▶ WHAT THIS TASK INVOLVES:
Copy out every entry, keeping each character the same.

(Stored data)
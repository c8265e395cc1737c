//! Retry adapter for knowledge-base collaborators.

use crate::error::KbResult;
use crate::retry::RetryPolicy;

use super::{DescriptorStream, Filter, PropertyInfo, Search, StatementStream, Store};

/// Wraps a [`Search`] and/or [`Store`] so every read goes through a
/// [`RetryPolicy`]. Search and statement streams are retried when opened;
/// failures of individual items are left to the consumer.
#[derive(Debug, Clone)]
pub struct Retrying<K> {
    inner: K,
    policy: RetryPolicy,
}

impl<K> Retrying<K> {
    pub fn new(inner: K, policy: RetryPolicy) -> Self {
        Self { inner, policy }
    }

    pub fn policy(&self) -> &RetryPolicy {
        &self.policy
    }

    pub fn inner(&self) -> &K {
        &self.inner
    }
}

impl<K: Search> Search for Retrying<K> {
    fn item_descriptor(
        &self,
        query: &str,
        language: &str,
        limit: usize,
    ) -> KbResult<DescriptorStream<'_>> {
        self.policy.run("item_descriptor", || {
            self.inner.item_descriptor(query, language, limit)
        })
    }

    fn property_descriptor(
        &self,
        query: &str,
        language: &str,
        limit: usize,
    ) -> KbResult<DescriptorStream<'_>> {
        self.policy.run("property_descriptor", || {
            self.inner.property_descriptor(query, language, limit)
        })
    }
}

impl<K: Store> Store for Retrying<K> {
    fn filter(&self, filter: &Filter) -> KbResult<StatementStream<'_>> {
        self.policy.run("filter", || self.inner.filter(filter))
    }

    fn filter_properties(&self, filter: &Filter) -> KbResult<Vec<PropertyInfo>> {
        self.policy
            .run("filter_properties", || self.inner.filter_properties(filter))
    }

    fn count(&self, filter: &Filter) -> KbResult<usize> {
        self.policy.run("count", || self.inner.count(filter))
    }
}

▶ SOLUTION TO THIS PROBLEM:
repository c8265e395cc1737c
//! Retry adapter for knowledge-base collaborators.

use crate::error::KbResult;
use crate::retry::RetryPolicy;

use super::{DescriptorStream, Filter, PropertyInfo, Search, StatementStream, Store};

/// Wraps a [`Search`] and/or [`Store`] so every read goes through a
/// [`RetryPolicy`]. Search and statement streams are retried when opened;
/// failures of individual items are left to the consumer.
#[derive(Debug, Clone)]
pub struct Retrying<K> {
    inner: K,
    policy: RetryPolicy,
}

impl<K> Retrying<K> {
    pub fn new(inner: K, policy: RetryPolicy) -> Self {
        Self { inner, policy }
    }

    pub fn policy(&self) -> &RetryPolicy {
        &self.policy
    }

    pub fn inner(&self) -> &K {
        &self.inner
    }
}

impl<K: Search> Search for Retrying<K> {
    fn item_descriptor(
        &self,
        query: &str,
        language: &str,
        limit: usize,
    ) -> KbResult<DescriptorStream<'_>> {
        self.policy.run("item_descriptor", || {
            self.inner.item_descriptor(query, language, limit)
        })
    }

    fn property_descriptor(
        &self,
        query: &str,
        language: &str,
        limit: usize,
    ) -> KbResult<DescriptorStream<'_>> {
        self.policy.run("property_descriptor", || {
            self.inner.property_descriptor(query, language, limit)
        })
    }
}

impl<K: Store> Store for Retrying<K> {
    fn filter(&self, filter: &Filter) -> KbResult<StatementStream<'_>> {
        self.policy.run("filter", || self.inner.filter(filter))
    }

    fn filter_properties(&self, filter: &Filter) -> KbResult<Vec<PropertyInfo>> {
        self.policy
            .run("filter_properties", || self.inner.filter_properties(filter))
    }

    fn count(&self, filter: &Filter) -> KbResult<usize> {
        self.policy.run("count", || self.inner.count(filter))
    }
}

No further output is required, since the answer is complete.